> [Exercise prompt]: Every line containing "links" should be copied out. Go through the entries and find them.

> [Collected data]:
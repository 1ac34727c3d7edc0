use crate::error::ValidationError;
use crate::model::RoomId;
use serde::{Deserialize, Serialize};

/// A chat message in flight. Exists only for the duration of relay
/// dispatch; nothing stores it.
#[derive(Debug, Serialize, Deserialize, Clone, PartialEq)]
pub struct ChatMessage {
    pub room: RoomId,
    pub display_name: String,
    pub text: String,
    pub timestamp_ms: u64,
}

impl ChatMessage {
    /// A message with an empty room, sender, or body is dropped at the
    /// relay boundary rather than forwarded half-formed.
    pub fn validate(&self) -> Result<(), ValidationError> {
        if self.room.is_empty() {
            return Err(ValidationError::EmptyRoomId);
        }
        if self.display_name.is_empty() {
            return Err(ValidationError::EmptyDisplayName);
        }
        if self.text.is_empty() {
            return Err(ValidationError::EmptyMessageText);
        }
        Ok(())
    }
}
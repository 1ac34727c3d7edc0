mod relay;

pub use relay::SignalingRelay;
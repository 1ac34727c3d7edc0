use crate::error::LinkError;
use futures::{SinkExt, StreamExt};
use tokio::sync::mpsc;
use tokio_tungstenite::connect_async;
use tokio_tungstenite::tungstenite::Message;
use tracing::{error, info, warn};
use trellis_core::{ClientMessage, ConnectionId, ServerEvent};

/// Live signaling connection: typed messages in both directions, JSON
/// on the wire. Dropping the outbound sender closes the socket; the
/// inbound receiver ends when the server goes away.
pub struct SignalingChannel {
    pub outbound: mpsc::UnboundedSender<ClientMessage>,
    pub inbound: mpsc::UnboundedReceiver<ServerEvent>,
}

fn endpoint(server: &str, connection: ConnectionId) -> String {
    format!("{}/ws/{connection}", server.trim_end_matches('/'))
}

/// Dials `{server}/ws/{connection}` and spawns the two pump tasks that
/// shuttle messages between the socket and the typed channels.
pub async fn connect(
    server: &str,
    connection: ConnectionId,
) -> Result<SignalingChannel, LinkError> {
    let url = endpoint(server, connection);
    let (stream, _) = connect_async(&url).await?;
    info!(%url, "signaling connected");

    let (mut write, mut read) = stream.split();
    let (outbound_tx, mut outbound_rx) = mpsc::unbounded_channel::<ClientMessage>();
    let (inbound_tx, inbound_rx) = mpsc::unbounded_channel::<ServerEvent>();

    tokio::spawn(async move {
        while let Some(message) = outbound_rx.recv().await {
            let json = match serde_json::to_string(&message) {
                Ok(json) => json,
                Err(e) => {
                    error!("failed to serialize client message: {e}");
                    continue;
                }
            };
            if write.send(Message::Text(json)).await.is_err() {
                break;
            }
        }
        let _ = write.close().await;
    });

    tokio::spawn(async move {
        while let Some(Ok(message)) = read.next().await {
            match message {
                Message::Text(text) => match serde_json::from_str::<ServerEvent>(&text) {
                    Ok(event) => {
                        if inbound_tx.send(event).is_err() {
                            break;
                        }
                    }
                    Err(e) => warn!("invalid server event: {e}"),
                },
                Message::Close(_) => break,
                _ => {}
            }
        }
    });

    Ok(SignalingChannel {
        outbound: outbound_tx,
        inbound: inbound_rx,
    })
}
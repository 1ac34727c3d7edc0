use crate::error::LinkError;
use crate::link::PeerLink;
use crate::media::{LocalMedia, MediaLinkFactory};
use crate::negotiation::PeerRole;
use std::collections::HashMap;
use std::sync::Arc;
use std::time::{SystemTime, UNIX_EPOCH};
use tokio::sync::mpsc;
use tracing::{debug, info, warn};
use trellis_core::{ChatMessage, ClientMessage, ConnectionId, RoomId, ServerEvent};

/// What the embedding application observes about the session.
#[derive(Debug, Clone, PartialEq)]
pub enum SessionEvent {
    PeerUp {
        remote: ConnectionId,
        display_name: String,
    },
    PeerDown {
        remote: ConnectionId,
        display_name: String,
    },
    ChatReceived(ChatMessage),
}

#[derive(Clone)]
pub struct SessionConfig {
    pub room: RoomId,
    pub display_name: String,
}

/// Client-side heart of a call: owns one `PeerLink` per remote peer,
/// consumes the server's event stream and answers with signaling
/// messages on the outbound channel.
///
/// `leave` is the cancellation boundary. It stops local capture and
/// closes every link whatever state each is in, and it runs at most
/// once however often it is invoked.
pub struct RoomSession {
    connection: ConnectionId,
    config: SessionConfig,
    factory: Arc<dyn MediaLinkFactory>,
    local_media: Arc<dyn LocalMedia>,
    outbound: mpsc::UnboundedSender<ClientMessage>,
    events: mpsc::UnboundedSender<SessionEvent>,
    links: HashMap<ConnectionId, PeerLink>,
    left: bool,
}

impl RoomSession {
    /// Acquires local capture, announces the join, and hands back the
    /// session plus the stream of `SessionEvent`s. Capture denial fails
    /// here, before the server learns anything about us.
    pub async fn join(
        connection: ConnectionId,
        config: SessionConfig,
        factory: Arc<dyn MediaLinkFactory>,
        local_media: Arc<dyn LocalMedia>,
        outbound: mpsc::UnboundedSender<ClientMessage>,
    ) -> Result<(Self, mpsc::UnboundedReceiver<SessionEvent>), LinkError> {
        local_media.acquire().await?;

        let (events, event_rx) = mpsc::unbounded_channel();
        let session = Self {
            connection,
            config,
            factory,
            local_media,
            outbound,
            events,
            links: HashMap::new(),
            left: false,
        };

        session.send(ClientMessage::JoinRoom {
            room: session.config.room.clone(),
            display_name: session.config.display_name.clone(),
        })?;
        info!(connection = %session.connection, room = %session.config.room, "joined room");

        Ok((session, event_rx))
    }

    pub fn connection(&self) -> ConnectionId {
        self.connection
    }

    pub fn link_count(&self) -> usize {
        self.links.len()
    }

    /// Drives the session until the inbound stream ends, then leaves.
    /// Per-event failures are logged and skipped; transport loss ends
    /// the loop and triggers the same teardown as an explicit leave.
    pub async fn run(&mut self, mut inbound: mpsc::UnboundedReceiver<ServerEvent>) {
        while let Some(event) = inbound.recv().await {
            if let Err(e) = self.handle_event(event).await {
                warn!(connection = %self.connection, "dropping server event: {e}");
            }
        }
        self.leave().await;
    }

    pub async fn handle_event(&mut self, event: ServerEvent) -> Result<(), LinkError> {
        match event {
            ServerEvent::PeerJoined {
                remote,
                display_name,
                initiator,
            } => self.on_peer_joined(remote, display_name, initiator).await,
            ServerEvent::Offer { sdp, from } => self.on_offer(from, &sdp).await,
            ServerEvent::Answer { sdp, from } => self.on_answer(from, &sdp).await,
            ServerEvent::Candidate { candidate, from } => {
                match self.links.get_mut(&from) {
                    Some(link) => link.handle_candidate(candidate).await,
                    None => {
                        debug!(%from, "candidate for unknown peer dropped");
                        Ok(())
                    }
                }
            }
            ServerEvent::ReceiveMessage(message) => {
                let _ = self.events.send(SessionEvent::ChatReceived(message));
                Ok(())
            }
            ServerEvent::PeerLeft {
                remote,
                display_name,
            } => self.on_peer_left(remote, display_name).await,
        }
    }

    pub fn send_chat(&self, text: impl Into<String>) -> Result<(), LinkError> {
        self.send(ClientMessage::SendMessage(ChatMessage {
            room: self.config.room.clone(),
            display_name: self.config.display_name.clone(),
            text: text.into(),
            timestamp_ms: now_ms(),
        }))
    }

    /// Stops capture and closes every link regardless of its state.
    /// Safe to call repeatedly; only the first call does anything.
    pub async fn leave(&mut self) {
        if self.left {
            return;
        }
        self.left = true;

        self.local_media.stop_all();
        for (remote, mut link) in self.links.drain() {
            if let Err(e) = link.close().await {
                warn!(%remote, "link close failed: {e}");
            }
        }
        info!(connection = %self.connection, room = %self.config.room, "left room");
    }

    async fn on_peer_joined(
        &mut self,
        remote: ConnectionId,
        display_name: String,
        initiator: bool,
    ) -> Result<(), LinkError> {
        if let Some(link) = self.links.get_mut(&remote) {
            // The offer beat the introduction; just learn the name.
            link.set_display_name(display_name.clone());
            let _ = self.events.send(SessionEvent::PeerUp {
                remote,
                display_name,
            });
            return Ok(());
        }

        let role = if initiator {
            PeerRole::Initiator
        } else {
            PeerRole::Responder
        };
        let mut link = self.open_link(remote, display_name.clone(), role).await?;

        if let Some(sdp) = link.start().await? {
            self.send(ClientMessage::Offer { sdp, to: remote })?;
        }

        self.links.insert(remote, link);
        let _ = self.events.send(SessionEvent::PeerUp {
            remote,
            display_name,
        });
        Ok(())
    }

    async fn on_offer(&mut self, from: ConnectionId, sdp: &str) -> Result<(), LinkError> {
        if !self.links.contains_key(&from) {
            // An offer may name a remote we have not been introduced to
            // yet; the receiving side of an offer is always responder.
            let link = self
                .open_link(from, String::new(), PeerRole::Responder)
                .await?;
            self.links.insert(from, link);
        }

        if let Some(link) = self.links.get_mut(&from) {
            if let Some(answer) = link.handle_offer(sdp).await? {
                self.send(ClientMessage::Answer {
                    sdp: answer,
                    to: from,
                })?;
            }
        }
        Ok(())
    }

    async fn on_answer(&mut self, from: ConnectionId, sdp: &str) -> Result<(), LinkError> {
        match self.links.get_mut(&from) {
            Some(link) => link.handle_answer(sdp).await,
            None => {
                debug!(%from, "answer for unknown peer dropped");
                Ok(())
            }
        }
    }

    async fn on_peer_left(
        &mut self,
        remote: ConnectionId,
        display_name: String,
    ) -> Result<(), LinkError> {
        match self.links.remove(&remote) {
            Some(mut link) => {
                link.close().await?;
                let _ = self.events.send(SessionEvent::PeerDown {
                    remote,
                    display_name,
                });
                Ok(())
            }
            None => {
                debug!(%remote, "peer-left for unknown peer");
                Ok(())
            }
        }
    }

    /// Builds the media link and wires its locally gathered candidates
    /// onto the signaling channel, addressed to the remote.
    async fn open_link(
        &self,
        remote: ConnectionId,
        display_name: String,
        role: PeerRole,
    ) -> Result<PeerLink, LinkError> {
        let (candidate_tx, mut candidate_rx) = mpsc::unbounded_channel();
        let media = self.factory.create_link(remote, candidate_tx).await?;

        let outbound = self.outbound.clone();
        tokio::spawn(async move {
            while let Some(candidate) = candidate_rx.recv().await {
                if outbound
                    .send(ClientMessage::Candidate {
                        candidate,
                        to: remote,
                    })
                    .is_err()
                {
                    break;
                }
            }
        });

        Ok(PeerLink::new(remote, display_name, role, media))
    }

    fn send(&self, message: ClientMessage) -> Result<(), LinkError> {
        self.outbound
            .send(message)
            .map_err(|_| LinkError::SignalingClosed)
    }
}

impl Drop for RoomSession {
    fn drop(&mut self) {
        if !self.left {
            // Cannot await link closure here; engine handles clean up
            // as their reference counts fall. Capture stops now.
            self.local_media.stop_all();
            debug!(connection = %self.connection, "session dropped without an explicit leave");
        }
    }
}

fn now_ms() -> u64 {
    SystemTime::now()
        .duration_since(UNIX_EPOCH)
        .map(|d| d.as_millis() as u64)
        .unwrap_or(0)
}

> [Exercise solution]:
    links: HashMap<ConnectionId, PeerLink>,
            links: HashMap::new(),
        self.links.len()
                match self.links.get_mut(&from) {
        for (remote, mut link) in self.links.drain() {
        if let Some(link) = self.links.get_mut(&remote) {
        self.links.insert(remote, link);
        if !self.links.contains_key(&from) {
            self.links.insert(from, link);
        if let Some(link) = self.links.get_mut(&from) {
        match self.links.get_mut(&from) {
        match self.links.remove(&remote) {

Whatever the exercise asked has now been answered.